[Work order]
How many lines in the records below contain the word "transparent"? Answer with the number only.

[Data for the task]
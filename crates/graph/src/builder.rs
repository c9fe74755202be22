use crate::classify::{classify, Category};
use crate::config::GraphConfig;
use crate::error::Result;
use crate::identity::IdentityBuilder;
use crate::scope::ScopeFilter;
use crate::types::CodeGraph;
use cxxgraph_ast::{Ast, Cursor};
use petgraph::stable_graph::NodeIndex;

/// Counters reported after a build
#[derive(Debug, Clone, Copy, Default, PartialEq, Eq)]
pub struct BuildStats {
    /// Nodes classified and placed in the graph
    pub admitted: usize,
    /// Admitted nodes that only forwarded their scope
    pub transparent: usize,
    /// Subtrees rejected by the scope filter
    pub skipped: usize,
}

/// Assembles a [`CodeGraph`] from one translation unit
pub struct GraphBuilder {
    filter: ScopeFilter,
    identities: IdentityBuilder,
}

impl GraphBuilder {
    pub fn new<S: AsRef<str>>(allowed_paths: &[S], config: &GraphConfig) -> Result<Self> {
        config.validate()?;
        Ok(Self {
            filter: ScopeFilter::new(allowed_paths, config)?,
            identities: IdentityBuilder::new(config),
        })
    }

    pub fn filter(&self) -> &ScopeFilter {
        &self.filter
    }

    /// Build the graph of `ast` without canonicalization
    pub fn build(&self, ast: &Ast) -> Result<CodeGraph> {
        let (graph, _) = self.build_with_stats(ast)?;
        Ok(graph)
    }

    pub fn build_with_stats(&self, ast: &Ast) -> Result<(CodeGraph, BuildStats)> {
        let mut graph = CodeGraph::new();
        let mut stats = BuildStats::default();

        // Phase 1: the translation unit itself
        let root = ast.root();
        let file = self.identities.file_entity(root);
        log::debug!("translation unit {}", file.identity_key);
        let file_idx = graph.upsert(file.into());

        // Phase 2: depth-first over the tree, children in source order
        let mut pending: Vec<(Cursor<'_>, NodeIndex)> = vec![(root, file_idx)];
        while let Some((node, scope)) = pending.pop() {
            let children: Vec<_> = node.children().collect();
            for child in children.into_iter().rev() {
                pending.push((child, scope));
            }

            if node == root {
                continue;
            }
            if !self.filter.is_in_scope(node) {
                // drop the subtree that was just queued
                for _ in 0..node.child_count() {
                    pending.pop();
                }
                stats.skipped += 1;
                continue;
            }

            let Some(category) = classify(node) else {
                stats.transparent += 1;
                continue;
            };
            let child_scope = self.admit(node, category, scope, &mut graph);
            stats.admitted += 1;

            // re-home the queued children under the new scope
            let queued = pending.len() - node.child_count();
            for entry in &mut pending[queued..] {
                entry.1 = child_scope;
            }
        }

        log::info!(
            "{}: {} node(s), {} edge(s) ({} admitted, {} transparent, {} skipped)",
            root.spelling(),
            graph.node_count(),
            graph.edge_count(),
            stats.admitted,
            stats.transparent,
            stats.skipped
        );
        Ok((graph, stats))
    }

    /// Add `node` under `scope` and return the scope for its children
    fn admit(&self, node: Cursor<'_>, category: Category, scope: NodeIndex, graph: &mut CodeGraph) -> NodeIndex {
        if category == Category::Generic {
            log::warn!(
                "admitted {} '{}' has no dedicated relation; recording it as an entity",
                node.kind(),
                node.spelling()
            );
        }

        let entity = self.identities.build_identity(node, category);
        log::debug!("{:?} {} <- {}", category, entity.identity_key, node.kind());
        let target = graph.upsert(entity.into());
        graph.add_relation(scope, target, category.relation());

        if category.chains() {
            scope
        } else {
            target
        }
    }
}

[Solution]
4